Terminaron la universidad juntos. Son de la misma edad. Se querían como nadie en el mundo. Pero un día llegó la fatalidad. Juan tuvo un accidente. El presunto culpable estaba drogado y bebido. Juan estuvo dos meses en la clínica y quedó parapléjico. Su novia iba todos los días a verle. Cuatro meses después se casaron. Juan, tal vez haya sido el hombre más afortunado que jamás he conocido; porque era, desde luego, el más amado. Lo amaron con denuedo sus padres antes de dejarle huérfano; lo amaron con algarabía la legión de amigos, a quienes contagiaba sus ganas de vivir; y lo amó, sobre todo, su mujer, su compañera fiel durante cuarenta años.

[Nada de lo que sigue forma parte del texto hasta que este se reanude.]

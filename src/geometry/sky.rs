use chrono::{DateTime, Utc};
use serde::{Deserialize, Serialize};

use super::frame::Vec3;

pub const SIDEREAL_DAY_SECONDS: f64 = (23.0 * 60.0 + 56.0) * 60.0 + 4.0905;
pub const SIDEREAL_DEGREES_PER_SECOND: f64 = 360.0 / SIDEREAL_DAY_SECONDS;

const J2000_JULIAN_DAY: f64 = 2_451_545.0;
const UNIX_EPOCH_JULIAN_DAY: f64 = 2_440_587.5;

#[derive(Debug, Clone, Copy, PartialEq, Deserialize, Serialize)]
pub struct Site {
    pub latitude_deg: f64,
    pub longitude_deg: f64,
}

/// Topocentric view of an equatorial position at one instant.
#[derive(Debug, Clone, Copy, PartialEq, Serialize, utoipa::ToSchema)]
pub struct SkyPosition {
    pub ra_deg: f64,
    pub dec_deg: f64,
    pub altitude_deg: f64,
    pub azimuth_deg: f64,
    pub hour_angle_deg: f64,
}

impl SkyPosition {
    pub fn ra_hours(&self) -> f64 {
        self.ra_deg / 15.0
    }

    pub fn unit_vector(&self) -> Vec3 {
        unit_vector(self.altitude_deg, self.azimuth_deg)
    }
}

/// Wraps `value` into `[start, end)`.
pub fn norm(value: f64, start: f64, end: f64) -> f64 {
    let range = end - start;
    let offset = value - start;
    value - (offset / range).floor() * range
}

pub fn norm_ra(hours: f64) -> f64 {
    norm(hours, 0.0, 24.0)
}

/// Hour angle in hours, wrapped into `[-12, 12)`.
pub fn hour_angle_hours(lst_hours: f64, ra_hours: f64) -> f64 {
    norm(lst_hours - ra_hours, -12.0, 12.0)
}

pub fn equatorial_to_horizontal(
    latitude_deg: f64,
    lst_hours: f64,
    ra_hours: f64,
    dec_deg: f64,
) -> SkyPosition {
    let ha_deg = hour_angle_hours(lst_hours, ra_hours) * 15.0;
    let lat = latitude_deg.to_radians();
    let dec = dec_deg.to_radians();
    let ha = ha_deg.to_radians();

    let sin_alt = (lat.sin() * dec.sin() + lat.cos() * dec.cos() * ha.cos()).clamp(-1.0, 1.0);
    let altitude = sin_alt.asin();

    let east = -dec.cos() * ha.sin();
    let north = dec.sin() * lat.cos() - dec.cos() * ha.cos() * lat.sin();
    let azimuth = east.atan2(north).to_degrees().rem_euclid(360.0);

    SkyPosition {
        ra_deg: norm_ra(ra_hours) * 15.0,
        dec_deg,
        altitude_deg: altitude.to_degrees(),
        azimuth_deg: azimuth,
        hour_angle_deg: ha_deg,
    }
}

/// Inverse of [`equatorial_to_horizontal`]; returns `(ra_hours, dec_deg)`.
pub fn horizontal_to_equatorial(
    latitude_deg: f64,
    lst_hours: f64,
    azimuth_deg: f64,
    altitude_deg: f64,
) -> (f64, f64) {
    let lat = latitude_deg.to_radians();
    let alt = altitude_deg.to_radians();
    let az = azimuth_deg.to_radians();

    let sin_dec = (lat.sin() * alt.sin() + lat.cos() * alt.cos() * az.cos()).clamp(-1.0, 1.0);
    let dec = sin_dec.asin();

    let y = -az.sin() * alt.cos();
    let x = alt.sin() * lat.cos() - alt.cos() * az.cos() * lat.sin();
    let ha_hours = y.atan2(x).to_degrees() / 15.0;

    (norm_ra(lst_hours - ha_hours), dec.to_degrees())
}

/// East-north-up unit vector for a horizontal position.
pub fn unit_vector(altitude_deg: f64, azimuth_deg: f64) -> Vec3 {
    let alt = altitude_deg.to_radians();
    let az = azimuth_deg.to_radians();
    [alt.cos() * az.sin(), alt.cos() * az.cos(), alt.sin()]
}

/// Returns `(altitude_deg, azimuth_deg)` of an east-north-up direction.
pub fn horizontal_from_vector(v: Vec3) -> (f64, f64) {
    let len = (v[0] * v[0] + v[1] * v[1] + v[2] * v[2]).sqrt();
    if len == 0.0 {
        return (0.0, 0.0);
    }
    let altitude = (v[2] / len).clamp(-1.0, 1.0).asin().to_degrees();
    let azimuth = v[0].atan2(v[1]).to_degrees().rem_euclid(360.0);
    (altitude, azimuth)
}

/// Greenwich mean sidereal time in hours.
pub fn greenwich_sidereal_time(utc: DateTime<Utc>) -> f64 {
    let unix_days = utc.timestamp() as f64 / 86_400.0
        + f64::from(utc.timestamp_subsec_nanos()) / 86_400.0e9;
    let days = unix_days + UNIX_EPOCH_JULIAN_DAY - J2000_JULIAN_DAY;
    norm_ra(18.697_374_558 + 24.065_709_824_419_08 * days)
}

pub fn local_sidereal_time(utc: DateTime<Utc>, longitude_deg: f64) -> f64 {
    norm_ra(greenwich_sidereal_time(utc) + longitude_deg / 15.0)
}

Muchas veces he tratado de imaginar el dolor aniquilador de aquella joven a la que un día infausto le comunicaron que su novio iba a quedar postrado para siempre. Juan le recomendó que iniciara una nueva vida lejos de él. Pero Margarita no quiso otro amor que el de aquel joven tullido; no quiso otro cuerpo que aquel cuerpo tronchado para siempre. Aprendió a lavar y curar sus heridas… durante cuarenta años, sin esperar nada a cambio. Juan murió.
Terminada la misa funeral, Margarita dirigió unas palabras de gratitud a los familiares y amigos que llenaban la iglesia. Fueron palabras quebradas por el llanto, pero poseídas de una rara dicha: la dicha de una mujer que se sabía más fecunda que ninguna otra mujer en el mundo, porque había amado más y había sido amada más que ninguna.